В глубине души Ривьеру жаль этого смелого парня, который вдруг ощутил страх. Пилот оправдывается:
— Я больше ничего не видел. Конечно, радио сообщало, это верно… Может быть, дальше… Но бортовой огонь почти исчез, я даже не видел собственных рук. Хотел включить головную фару, чтобы хоть крыло разглядеть, — всё такая же тьма. Показалось, что я на дне огромной ямы и из неё не выбраться. А тут ещё мотор стал барахлить…
— Нет.
— Нет?
— Нет. Мы его потом осмотрели. Мотор в полном порядке. Но стоит испугаться — и сразу кажется, что мотор барахлит.
— Да как тут было не испугаться! На меня давили горы. Хотел набрать высоту — попал в завихрение. Вы сами знаете: когда ничего не видишь — и ещё завихрения… Вместо того чтобы подняться, я потерял сто метров. И уже не видел ни гироскопа, ни приборов. И стало казаться, что мотор не тянет, и что он перегрелся, что давление масла… И всё это — в темноте. Как болезнь… Ну и обрадовался я, когда увидел освещённый город!
— У вас слишком богатая фантазия. Идите. И пилот выходит.
Ривьер поглубже усаживается в кресло, проводит рукой по седым волосам.
«Это самый отважный из моих людей. Он вёл себя в тот вечер превосходно. Но я спасаю его от страха.»
И снова, как минутная слабость, возник соблазн.

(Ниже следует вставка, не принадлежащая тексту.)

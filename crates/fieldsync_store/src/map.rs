//! A durable string map replayed from a record log.

use crate::error::StoreResult;
use fieldsync_storage::{RecordLog, StorageBackend};
use serde::{Deserialize, Serialize};
use std::collections::BTreeMap;
use tracing::warn;

/// Superseded records tolerated before the log is rewritten.
const COMPACT_MIN_STALE: usize = 256;

#[derive(Serialize)]
struct MapRecordRef<'a> {
    k: &'a str,
    #[serde(skip_serializing_if = "Option::is_none")]
    v: Option<&'a str>,
}

#[derive(Deserialize)]
struct MapRecord {
    k: String,
    #[serde(default)]
    v: Option<String>,
}

/// A key-value map where every mutation is appended to a [`RecordLog`].
///
/// A record with no value is a tombstone. The log is rewritten once
/// superseded records outnumber live ones.
#[derive(Debug)]
pub struct RecordMap<B: StorageBackend> {
    log: RecordLog<B>,
    entries: BTreeMap<String, String>,
    stale: usize,
    sync_on_write: bool,
}

impl<B: StorageBackend> RecordMap<B> {
    /// Opens a map by replaying its log.
    ///
    /// Records that cannot be decoded are skipped.
    pub fn open(backend: B, sync_on_write: bool) -> StoreResult<Self> {
        let (log, records) = RecordLog::open(backend)?;
        let mut entries = BTreeMap::new();
        let mut stale = 0;
        for (index, record) in records.iter().enumerate() {
            let Ok(record) = serde_json::from_slice::<MapRecord>(record) else {
                warn!(index, "skipping undecodable map record");
                stale += 1;
                continue;
            };
            let replaced = match record.v {
                Some(value) => entries.insert(record.k, value),
                None => {
                    stale += 1;
                    entries.remove(&record.k)
                }
            };
            if replaced.is_some() {
                stale += 1;
            }
        }
        Ok(Self {
            log,
            entries,
            stale,
            sync_on_write,
        })
    }

    /// Returns the value for a key.
    pub fn get(&self, key: &str) -> Option<&str> {
        self.entries.get(key).map(String::as_str)
    }

    /// Returns true if the key is present.
    pub fn contains(&self, key: &str) -> bool {
        self.entries.contains_key(key)
    }

    /// Inserts or replaces a value.
    pub fn put(&mut self, key: &str, value: &str) -> StoreResult<()> {
        let record = serde_json::to_vec(&MapRecordRef {
            k: key,
            v: Some(value),
        })?;
        self.log.append(&record)?;
        if self
            .entries
            .insert(key.to_string(), value.to_string())
            .is_some()
        {
            self.stale += 1;
        }
        self.after_write()
    }

    /// Removes keys, writing all tombstones in one append.
    ///
    /// Returns how many keys were present.
    pub fn remove_many<'k, I>(&mut self, keys: I) -> StoreResult<usize>
    where
        I: IntoIterator<Item = &'k str>,
    {
        let present: Vec<&str> = keys
            .into_iter()
            .filter(|k| self.entries.contains_key(*k))
            .collect();
        if present.is_empty() {
            return Ok(0);
        }
        let records = present
            .iter()
            .map(|&k| serde_json::to_vec(&MapRecordRef { k, v: None }))
            .collect::<Result<Vec<_>, _>>()?;
        self.log.append_batch(records.iter().map(Vec::as_slice))?;
        for key in &present {
            self.entries.remove(*key);
        }
        self.stale += present.len() * 2;
        let removed = present.len();
        self.after_write()?;
        Ok(removed)
    }

    /// Removes one key. Returns true if it was present.
    pub fn remove(&mut self, key: &str) -> StoreResult<bool> {
        Ok(self.remove_many([key])? == 1)
    }

    /// Removes every key.
    pub fn clear(&mut self) -> StoreResult<()> {
        self.entries.clear();
        self.stale = 0;
        self.log.rewrite(std::iter::empty())?;
        Ok(())
    }

    /// Iterates over entries in key order.
    pub fn iter(&self) -> impl Iterator<Item = (&str, &str)> {
        self.entries.iter().map(|(k, v)| (k.as_str(), v.as_str()))
    }

    /// Iterates over entries whose key starts with `prefix`.
    pub fn iter_prefix<'a>(&'a self, prefix: &'a str) -> impl Iterator<Item = (&'a str, &'a str)> {
        self.entries
            .range(prefix.to_string()..)
            .take_while(move |(k, _)| k.starts_with(prefix))
            .map(|(k, v)| (k.as_str(), v.as_str()))
    }

    /// Returns the number of live entries.
    pub fn len(&self) -> usize {
        self.entries.len()
    }

    /// Returns true if the map is empty.
    pub fn is_empty(&self) -> bool {
        self.entries.is_empty()
    }

    /// Rewrites the log with only the live entries.
    pub fn compact(&mut self) -> StoreResult<()> {
        let records = self
            .entries
            .iter()
            .map(|(k, v)| {
                serde_json::to_vec(&MapRecordRef {
                    k,
                    v: Some(v.as_str()),
                })
            })
            .collect::<Result<Vec<_>, _>>()?;
        self.log.rewrite(records.iter().map(Vec::as_slice))?;
        self.stale = 0;
        Ok(())
    }

    fn after_write(&mut self) -> StoreResult<()> {
        if self.stale >= COMPACT_MIN_STALE && self.stale > self.entries.len() {
            self.compact()?;
        } else if self.sync_on_write {
            self.log.sync()?;
        }
        Ok(())
    }
}

#[cfg(test)]
mod tests {
    use super::*;
    use fieldsync_storage::{encode_frame, InMemoryBackend};

    fn reopen(map: RecordMap<InMemoryBackend>) -> RecordMap<InMemoryBackend> {
        let data = map.log.read_all().unwrap();
        let mut bytes = Vec::new();
        for record in data {
            bytes.extend_from_slice(&encode_frame(&record).unwrap());
        }
        RecordMap::open(InMemoryBackend::with_data(bytes), false).unwrap()
    }

    #[test]
    fn put_get_remove_survive_reopen() {
        let mut map = RecordMap::open(InMemoryBackend::new(), false).unwrap();
        map.put("a", "1").unwrap();
        map.put("b", "2").unwrap();
        map.put("a", "3").unwrap();
        assert!(map.remove("b").unwrap());
        assert!(!map.remove("b").unwrap());

        let map = reopen(map);
        assert_eq!(map.get("a"), Some("3"));
        assert_eq!(map.get("b"), None);
        assert_eq!(map.len(), 1);
    }

    #[test]
    fn prefix_iteration() {
        let mut map = RecordMap::open(InMemoryBackend::new(), false).unwrap();
        map.put("s1/e1", "x").unwrap();
        map.put("s1/e2", "y").unwrap();
        map.put("s2/e3", "z").unwrap();
        let keys: Vec<&str> = map.iter_prefix("s1/").map(|(k, _)| k).collect();
        assert_eq!(keys, ["s1/e1", "s1/e2"]);
    }

    #[test]
    fn skips_undecodable_records() {
        let mut bytes = encode_frame(b"not json").unwrap();
        bytes.extend_from_slice(&encode_frame(br#"{"k":"a","v":"1"}"#).unwrap());
        let map = RecordMap::open(InMemoryBackend::with_data(bytes), false).unwrap();
        assert_eq!(map.get("a"), Some("1"));
    }

    #[test]
    fn compaction_keeps_live_entries() {
        let mut map = RecordMap::open(InMemoryBackend::new(), false).unwrap();
        for i in 0..(COMPACT_MIN_STALE + 10) {
            map.put("k", &i.to_string()).unwrap();
        }
        assert!(map.log.read_all().unwrap().len() < COMPACT_MIN_STALE);
        let map = reopen(map);
        assert_eq!(map.get("k"), Some((COMPACT_MIN_STALE + 9).to_string().as_str()));
    }

    #[test]
    fn clear_empties_log() {
        let mut map = RecordMap::open(InMemoryBackend::new(), false).unwrap();
        map.put("a", "1").unwrap();
        map.clear().unwrap();
        assert!(map.is_empty());
        assert!(map.log.read_all().unwrap().is_empty());
    }
}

«Чтобы тебя любили, достаточно пожалеть людей. Я никого не жалею — или скрываю свою жалость. А хорошо бы окружить себя дружбой, теплотой! Врачу это доступно. А я направляю ход событий. Я должен выковывать людей, чтобы и они направляли ход событий. Вечером, в кабинете, перед пачкой путевых листов особенно остро ощущаешь этот неписаный закон. Стоит только ослабить внимание, позволить твёрдо упорядоченным событиям снова поплыть по течению — и тотчас, как по волшебству, начинаются аварии. Словно моя воля — только она одна — не даёт самолёту разбиться, не даёт ураганам задержать его в пути. Порою сам поражаешься своей власти».
Он продолжает размышлять.
«И тут нет, пожалуй, ничего странного. Так садовник изо дня в день ведёт борьбу на своём газоне… Извечно вынашивает в себе земля дикий, первозданный лес; но тяжесть простой человеческой руки ввергает его обратно в землю».
Он думает о пилоте:
«Я спасаю его от страха. Я нападаю не на него, а на то тёмное, цепкое, что парализует людей, столкнувшихся с неведомым. Начни я его слушать, жалеть, принимать всерьёз его страхи — и он поверит, что и впрямь побывал в некоей загадочной стране; а ведь именно тайны — только её — он и боится; нужно, чтобы не осталось никакой тайны. Нужно, чтобы люди опускались в этот мрачный колодец, потом выбирались из него и говорили, что не встретили там ничего загадочного. Нужно, чтобы вот этот человек проник в самое сердце, в самую таинственную глубь ночи, в её толщу, не имея даже своей шахтерской лампочки, которая освещает только руки или крыло, — и чтобы он своими широкими плечами отодвинул прочь Неведомое».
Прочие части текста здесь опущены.